-- Opening Marker --
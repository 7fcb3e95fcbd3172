//! Harvesting a listing table across pages
//!
//! [`Harvester`] drives a [`PageHost`] (a live browser tab, or a simulated page
//! in tests) through the pagination state machine and deduplicates what it
//! collected once at the end.

pub mod config;
pub mod events;
pub mod extractor;
pub mod strategy;

pub use config::PaginationConfig;
pub use events::{EventLog, HarvestEvent, StopReason};
pub use extractor::Harvester;
pub use strategy::{CityNameStrategy, NextControlStrategy, PageCountStrategy, StrategySet};

use crate::dom::{ElementSelector, PageSnapshot, Table};
use crate::error::Result;
use serde::Serialize;

/// A located control leading to another page
#[derive(Debug, Clone, PartialEq, Eq)]
pub struct ControlHandle {
    /// Page the control leads to
    pub page: u32,

    /// How to find the control again
    pub selector: ElementSelector,

    /// Name of the strategy that located it
    pub strategy: &'static str,
}

/// What the harvester needs from the page it scrapes
pub trait PageHost {
    /// The table visible right now, header first; empty when there is none
    fn extract_table(&mut self) -> Result<Table>;

    /// Controls, landmarks and text of the page as it is right now
    fn snapshot(&mut self) -> Result<PageSnapshot>;

    /// Click a control located in the latest snapshot
    fn activate(&mut self, control: &ControlHandle) -> Result<()>;

    /// A value that changes whenever the visible table's content changes
    fn table_signature(&mut self) -> Result<Option<String>>;
}

/// Result of a harvest, single page or paginated
#[derive(Debug, Clone, Serialize)]
pub struct HarvestReport {
    /// Deduplicated table, header first
    pub rows: Table,

    /// Label of the listing, when one was found
    pub city_name: Option<String>,

    /// Data rows collected before deduplication, header excluded
    pub original_count: usize,

    /// Data rows left after deduplication, header excluded; `rows` holds one
    /// more line than this when a header is present
    pub deduplicated_count: usize,

    /// Pages walked, only set for paginated runs
    #[serde(skip_serializing_if = "Option::is_none")]
    pub pages_processed: Option<u32>,

    /// Set when no name or phone column allowed deduplication
    pub deduplication_skipped: bool,

    pub events: Vec<HarvestEvent>,
}

impl HarvestReport {
    /// Number of rows dropped as duplicates
    pub fn duplicates_removed(&self) -> usize {
        self.original_count.saturating_sub(self.deduplicated_count)
    }

    /// Whether the report covers every page of the listing
    pub fn is_complete(&self) -> bool {
        self.pages_processed.is_some()
    }

    /// Events signalling degraded but non-fatal outcomes
    pub fn warnings(&self) -> impl Iterator<Item = &HarvestEvent> {
        self.events.iter().filter(|e| e.is_warning())
    }

    /// Short human-readable outcome
    pub fn status_message(&self) -> String {
        if self.rows.is_empty() {
            return "No table found on this page.".to_string();
        }

        let removed = self.duplicates_removed();
        if removed > 0 {
            format!(
                "Export completed! {} rows exported ({} duplicates removed).",
                self.deduplicated_count, removed
            )
        } else {
            format!("Export completed! {} rows exported.", self.deduplicated_count)
        }
    }
}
-- Closing Marker --
If a line of the listing above holds the string "crate", copy it.

■ ANSWER AREA ■
use crate::dom::{ElementSelector, PageSnapshot, Table};
use crate::error::Result;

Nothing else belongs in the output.